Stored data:
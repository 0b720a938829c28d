//! End-to-end question generation.
//!
//! [`QuestionGenerator`] owns the three models and runs
//! prompts → questions → scores → ranking for one text at a time.
//!
//! ```no_run
//! use quizgen::{Config, GenerateOptions, QuestionGenerator};
//!
//! let generator = QuestionGenerator::from_config(&Config::default())?;
//! let pairs = generator.generate("The sky is blue. Grass is green.", &GenerateOptions::new())?;
//! for pair in pairs {
//!     println!("{}", pair.question);
//! }
//! # Ok::<(), quizgen::PipelineError>(())
//! ```

mod error;
mod options;

#[cfg(test)]
mod tests;

pub use error::PipelineError;
pub use options::GenerateOptions;

use parking_lot::Mutex;
use rand::SeedableRng;
use rand::rngs::StdRng;
use tracing::{debug, info, instrument};

use crate::config::Config;
use crate::constants::{DEFAULT_NUM_QUESTIONS, DEFAULT_SEGMENT_TOKENS};
use crate::models::{
    EntityExtractor, EntityRecognizer, PairScorer, QaEvaluator, QuestionModel, T5QuestionModel,
    score_pairs, select_device,
};
use crate::prompt::{self, AnswerStyle};
use crate::qa::{Answer, QaPair, QgInput};
use crate::ranking::{all_qa_pairs, rank_qa_pairs};
use crate::text::{split_into_segments, split_sentences};

/// Question-answer generator over a question model, a pair scorer and an
/// entity recogniser.
pub struct QuestionGenerator<G = T5QuestionModel, S = QaEvaluator, N = EntityExtractor> {
    question_model: G,
    scorer: S,
    recognizer: N,
    segment_tokens: usize,
    rng: Mutex<StdRng>,
}

impl<G, S, N> std::fmt::Debug for QuestionGenerator<G, S, N> {
    fn fmt(&self, f: &mut std::fmt::Formatter<'_>) -> std::fmt::Result {
        f.debug_struct("QuestionGenerator")
            .field("segment_tokens", &self.segment_tokens)
            .finish_non_exhaustive()
    }
}

impl QuestionGenerator {
    /// Resolves the device once and loads every model against it.
    ///
    /// Models without a configured path run in stub mode.
    pub fn from_config(config: &Config) -> Result<Self, PipelineError> {
        let device = select_device(config.device)?;

        let question_model = T5QuestionModel::load(config.generator_config(), device.clone())?;
        let scorer = QaEvaluator::load(config.evaluator_config(), device.clone())?;
        let recognizer = EntityExtractor::load(config.ner_config(), device)?;

        info!(
            device = %config.device,
            generator_loaded = QuestionModel::is_model_loaded(&question_model),
            evaluator_loaded = PairScorer::is_model_loaded(&scorer),
            ner_loaded = EntityRecognizer::is_model_loaded(&recognizer),
            "Question generator ready"
        );

        let generator = Self::new(question_model, scorer, recognizer)
            .with_segment_tokens(config.segment_tokens);
        Ok(match config.seed {
            Some(seed) => generator.with_seed(seed),
            None => generator,
        })
    }
}

impl<G, S, N> QuestionGenerator<G, S, N>
where
    G: QuestionModel,
    S: PairScorer,
    N: EntityRecognizer,
{
    /// Creates a generator from already loaded models.
    pub fn new(question_model: G, scorer: S, recognizer: N) -> Self {
        Self {
            question_model,
            scorer,
            recognizer,
            segment_tokens: DEFAULT_SEGMENT_TOKENS,
            rng: Mutex::new(StdRng::from_entropy()),
        }
    }

    /// Sets the token budget per context segment.
    pub fn with_segment_tokens(mut self, segment_tokens: usize) -> Self {
        self.segment_tokens = segment_tokens;
        self
    }

    /// Seeds distractor sampling.
    pub fn with_seed(mut self, seed: u64) -> Self {
        self.rng = Mutex::new(StdRng::seed_from_u64(seed));
        self
    }

    pub fn question_model(&self) -> &G {
        &self.question_model
    }

    pub fn scorer(&self) -> &S {
        &self.scorer
    }

    pub fn recognizer(&self) -> &N {
        &self.recognizer
    }

    /// Generates QA pairs for `text`.
    ///
    /// With the evaluator on, pairs are ranked by score and the top
    /// `num_questions` (default 10) are returned; multiple-choice pairs only
    /// take part when `score_multiple_choice` is set. With the evaluator off,
    /// every pair is returned in generation order.
    #[instrument(skip(self, text), fields(text_len = text.len(), style = %options.answer_style))]
    pub fn generate(
        &self,
        text: &str,
        options: &GenerateOptions,
    ) -> Result<Vec<QaPair>, PipelineError> {
        let inputs = self.generate_qg_inputs(text, options.answer_style)?;
        let questions = self.generate_questions_from_inputs(&inputs)?;

        if questions.len() != inputs.len() {
            return Err(PipelineError::CountMismatch {
                questions: questions.len(),
                answers: inputs.len(),
            });
        }

        let answers: Vec<Answer> = inputs.into_iter().map(|input| input.answer).collect();

        if !options.use_evaluator {
            info!(pairs = questions.len(), "Skipping evaluation step");
            return Ok(all_qa_pairs(questions, answers));
        }

        let candidates: Vec<(usize, &str, &str)> = questions
            .iter()
            .zip(&answers)
            .enumerate()
            .filter_map(|(index, (question, answer))| {
                let text = if options.score_multiple_choice {
                    answer.correct_text()
                } else {
                    answer.as_text()
                };
                text.map(|text| (index, question.as_str(), text))
            })
            .collect();

        let scores = score_pairs(&self.scorer, &candidates)?;
        let num_questions = options.num_questions.unwrap_or(DEFAULT_NUM_QUESTIONS);
        let ranked = rank_qa_pairs(&questions, &answers, &scores, num_questions);

        info!(
            generated = questions.len(),
            scored = scores.len(),
            selected = ranked.pairs.len(),
            "Ranked QA pairs"
        );

        Ok(ranked.pairs)
    }

    /// Builds prompts and designated answers for `style`.
    ///
    /// Sentence prompts come first (segment order, then sentence order),
    /// followed by entity prompts.
    pub fn generate_qg_inputs(
        &self,
        text: &str,
        style: AnswerStyle,
    ) -> Result<Vec<QgInput>, PipelineError> {
        let mut inputs = Vec::new();

        if style.includes_sentences() {
            let segments = split_into_segments(text, self.segment_tokens, &self.question_model)?;
            inputs.extend(prompt::sentence_inputs(&segments));
        }

        if style.includes_multiple_choice() {
            let sentences = split_sentences(text);
            let entities = self.recognizer.recognize(&sentences)?;
            let mut rng = self.rng.lock();
            inputs.extend(prompt::entity_inputs(&sentences, &entities, &mut *rng));
        }

        debug!(inputs = inputs.len(), style = %style, "Built question-generation inputs");
        Ok(inputs)
    }

    /// Parses `style` before building any prompt.
    pub fn generate_qg_inputs_str(
        &self,
        text: &str,
        style: &str,
    ) -> Result<Vec<QgInput>, PipelineError> {
        let style: AnswerStyle = style.parse()?;
        self.generate_qg_inputs(text, style)
    }

    /// Generates one question per input, in input order.
    pub fn generate_questions_from_inputs(
        &self,
        inputs: &[QgInput],
    ) -> Result<Vec<String>, PipelineError> {
        inputs
            .iter()
            .map(|input| {
                self.question_model
                    .generate_question(&input.prompt)
                    .map_err(PipelineError::from)
            })
            .collect()
    }
}
pub mod config;
pub mod error;

#[cfg(test)]
mod tests;

pub use config::{EvaluatorConfig, GOOD_PAIR_LABEL};
pub use error::EvaluatorError;

use std::cmp::Ordering;

use candle_core::{Device, Tensor};
use tokenizers::Tokenizer;
use tracing::{debug, info, warn};

use crate::models::bert::BertClassifier;
use crate::models::traits::PairScorer;
use crate::models::utils::{fixed_length, load_tokenizer, missing_model_file};
use crate::qa::{Answer, ScoredCandidate};

/// Scores (question, answer) pairs with a BERT classifier (supports stub mode).
pub struct QaEvaluator {
    device: Device,
    config: EvaluatorConfig,
    model: Option<BertClassifier>,
    tokenizer: Option<Tokenizer>,
}

impl std::fmt::Debug for QaEvaluator {
    fn fmt(&self, f: &mut std::fmt::Formatter<'_>) -> std::fmt::Result {
        f.debug_struct("QaEvaluator")
            .field("device", &format!("{:?}", self.device))
            .field("config", &self.config)
            .field("model_loaded", &self.model.is_some())
            .finish()
    }
}

impl QaEvaluator {
    pub fn load(config: EvaluatorConfig, device: Device) -> Result<Self, EvaluatorError> {
        if let Err(msg) = config.validate() {
            return Err(EvaluatorError::InvalidConfig { reason: msg });
        }

        let Some(model_path) = config.model_path.clone() else {
            warn!("No evaluator model path configured, operating in stub mode");
            return Ok(Self {
                device,
                config,
                model: None,
                tokenizer: None,
            });
        };

        if !model_path.exists() {
            return Err(EvaluatorError::ModelNotFound { path: model_path });
        }
        if let Some(missing) = missing_model_file(&model_path) {
            return Err(EvaluatorError::ModelLoadFailed {
                reason: format!("Missing {} in {}", missing, model_path.display()),
            });
        }

        info!(model_path = %model_path.display(), "Loading QA evaluator model");

        let model = BertClassifier::load(&model_path, &device).map_err(|e| {
            EvaluatorError::ModelLoadFailed {
                reason: format!("Failed to load BERT model: {}", e),
            }
        })?;

        let tokenizer = load_tokenizer(&model_path)
            .and_then(|t| fixed_length(&t, config.seq_len))
            .map_err(|e| EvaluatorError::ModelLoadFailed {
                reason: format!("Failed to load tokenizer: {}", e),
            })?;

        info!(
            num_labels = model.num_labels(),
            "QA evaluator model loaded successfully"
        );

        Ok(Self {
            device,
            config,
            model: Some(model),
            tokenizer: Some(tokenizer),
        })
    }

    pub fn stub() -> Result<Self, EvaluatorError> {
        Self::load(EvaluatorConfig::stub(), Device::Cpu)
    }

    pub fn config(&self) -> &EvaluatorConfig {
        &self.config
    }

    pub fn device(&self) -> &Device {
        &self.device
    }

    /// Scores a pair whose answer must be textual.
    pub fn score_answer(&self, question: &str, answer: &Answer) -> Result<f32, EvaluatorError> {
        match answer {
            Answer::Sentence(text) => self.score(question, text),
            Answer::MultipleChoice(_) => Err(EvaluatorError::InvalidInput {
                reason: "both question and answer must be text, got a multiple-choice answer"
                    .to_string(),
            }),
        }
    }

    /// Scores `(index, question, answer)` triples, best first.
    pub fn get_scores(
        &self,
        pairs: &[(usize, &str, &str)],
    ) -> Result<Vec<ScoredCandidate>, EvaluatorError> {
        score_pairs(self, pairs)
    }

    fn score_with_model(
        &self,
        model: &BertClassifier,
        tokenizer: &Tokenizer,
        question: &str,
        answer: &str,
    ) -> Result<f32, EvaluatorError> {
        let tokens = tokenizer.encode((question, answer), true).map_err(|e| {
            EvaluatorError::TokenizationFailed {
                reason: e.to_string(),
            }
        })?;

        let token_ids = Tensor::new(tokens.get_ids(), &self.device)?.unsqueeze(0)?;
        let type_ids = Tensor::new(tokens.get_type_ids(), &self.device)?.unsqueeze(0)?;
        let attention_mask = Tensor::new(tokens.get_attention_mask(), &self.device)?.unsqueeze(0)?;

        let logits = model
            .forward(&token_ids, &type_ids, Some(&attention_mask))
            .map_err(|e| EvaluatorError::InferenceFailed {
                reason: e.to_string(),
            })?;

        let logits = logits.flatten_all()?.to_vec1::<f32>()?;
        let label = if logits.len() > GOOD_PAIR_LABEL {
            GOOD_PAIR_LABEL
        } else {
            0
        };

        logits
            .get(label)
            .copied()
            .ok_or_else(|| EvaluatorError::InferenceFailed {
                reason: "classifier returned no logits".to_string(),
            })
    }

    fn compute_placeholder_score(&self, question: &str, answer: &str) -> f32 {
        use std::collections::HashSet;

        let stop_words: HashSet<&str> = [
            "a", "an", "the", "is", "are", "was", "were", "be", "been", "has", "have", "had",
            "do", "does", "did", "to", "of", "in", "for", "on", "with", "at", "by", "from", "as",
            "and", "but", "or", "what", "which", "who", "whom", "when", "where", "why", "how",
            "this", "that", "these", "those", "it", "its", "say", "says", "about", "passage",
        ]
        .into_iter()
        .collect();

        let words = |text: &str| -> HashSet<String> {
            text.to_lowercase()
                .split(|c: char| !c.is_alphanumeric())
                .filter(|w| !w.is_empty() && !stop_words.contains(w))
                .map(str::to_string)
                .collect()
        };

        let question_words = words(question);
        let answer_words = words(answer);

        if question_words.is_empty() || answer_words.is_empty() {
            return 0.0;
        }

        let matches = question_words.intersection(&answer_words).count();
        let recall = matches as f32 / question_words.len() as f32;
        let union = question_words.union(&answer_words).count();
        let jaccard = matches as f32 / union as f32;

        let base_score = 0.6 * recall + 0.4 * jaccard;
        let normalized = 1.0 / (1.0 + (-8.0 * (base_score - 0.5)).exp());

        normalized.clamp(0.0, 1.0)
    }
}

impl PairScorer for QaEvaluator {
    fn score(&self, question: &str, answer: &str) -> Result<f32, EvaluatorError> {
        debug!(
            question_len = question.len(),
            answer_len = answer.len(),
            model_loaded = self.model.is_some(),
            "Scoring QA pair"
        );

        if let (Some(model), Some(tokenizer)) = (&self.model, &self.tokenizer) {
            return self.score_with_model(model, tokenizer, question, answer);
        }

        Ok(self.compute_placeholder_score(question, answer))
    }

    fn is_model_loaded(&self) -> bool {
        self.model.is_some()
    }
}

/// Scores each `(index, question, answer)` one at a time and sorts best first.
///
/// Ties keep their input order.
pub fn score_pairs<S: PairScorer + ?Sized>(
    scorer: &S,
    pairs: &[(usize, &str, &str)],
) -> Result<Vec<ScoredCandidate>, EvaluatorError> {
    let mut scored: Vec<ScoredCandidate> = pairs
        .iter()
        .map(|&(index, question, answer)| {
            let score = scorer.score(question, answer)?;
            Ok(ScoredCandidate { index, score })
        })
        .collect::<Result<Vec<_>, EvaluatorError>>()?;

    scored.sort_by(|a, b| b.score.partial_cmp(&a.score).unwrap_or(Ordering::Equal));

    debug!(
        scored = scored.len(),
        top_score = scored.first().map(|c| c.score),
        "Scored QA pairs"
    );

    Ok(scored)
}
//! Test server harness.

use quizgen::MockPairScorer;
use quizgen::gateway::{HandlerState, create_router_with_state};
use std::net::SocketAddr;
use std::sync::Arc;
use std::time::Duration;
use tokio::net::TcpListener;
use tokio::sync::oneshot;
use tokio::task::JoinHandle;

use super::fixtures::mock_generator;

const STARTUP_WAIT_TIMEOUT_SECS: u64 = 5;
const STARTUP_POLL_INTERVAL_MS: u64 = 50;

pub struct TestServer {
    pub addr: SocketAddr,
    _server_handle: JoinHandle<()>,
    shutdown_tx: Option<oneshot::Sender<()>>,
}

impl TestServer {
    pub fn url(&self) -> String {
        format!("http://{}", self.addr)
    }
}

impl Drop for TestServer {
    fn drop(&mut self) {
        if let Some(tx) = self.shutdown_tx.take() {
            let _ = tx.send(());
        }
    }
}

#[derive(Debug, thiserror::Error)]
pub enum ServerStartupError {
    #[error("Server failed to start within timeout")]
    Timeout,
    #[error("Failed to bind to address: {0}")]
    BindError(#[from] std::io::Error),
}

pub async fn wait_for_server_ready(
    addr: SocketAddr,
    timeout: Duration,
    interval: Duration,
) -> Result<(), ServerStartupError> {
    let start = std::time::Instant::now();

    loop {
        if start.elapsed() > timeout {
            return Err(ServerStartupError::Timeout);
        }

        match tokio::net::TcpStream::connect(addr).await {
            Ok(_) => return Ok(()),
            Err(_) => {
                tokio::time::sleep(interval).await;
            }
        }
    }
}

/// Spawns a server on an ephemeral port backed by mock models.
pub async fn spawn_test_server(scorer: MockPairScorer) -> Result<TestServer, ServerStartupError> {
    let listener = TcpListener::bind(SocketAddr::from(([127, 0, 0, 1], 0))).await?;
    let local_addr = listener.local_addr()?;

    let state = HandlerState::new(Arc::new(mock_generator(scorer)));
    let app = create_router_with_state(state);

    let (shutdown_tx, shutdown_rx) = oneshot::channel();

    let server_handle = tokio::spawn(async move {
        axum::serve(listener, app)
            .with_graceful_shutdown(async {
                let _ = shutdown_rx.await;
            })
            .await
            .unwrap();
    });

    wait_for_server_ready(
        local_addr,
        Duration::from_secs(STARTUP_WAIT_TIMEOUT_SECS),
        Duration::from_millis(STARTUP_POLL_INTERVAL_MS),
    )
    .await?;

    Ok(TestServer {
        addr: local_addr,
        _server_handle: server_handle,
        shutdown_tx: Some(shutdown_tx),
    })
}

• PROBLEM: The word "await" may appear in lines of the entries. State how many lines hold it, as a number alone.

• TASK OUTPUT: 6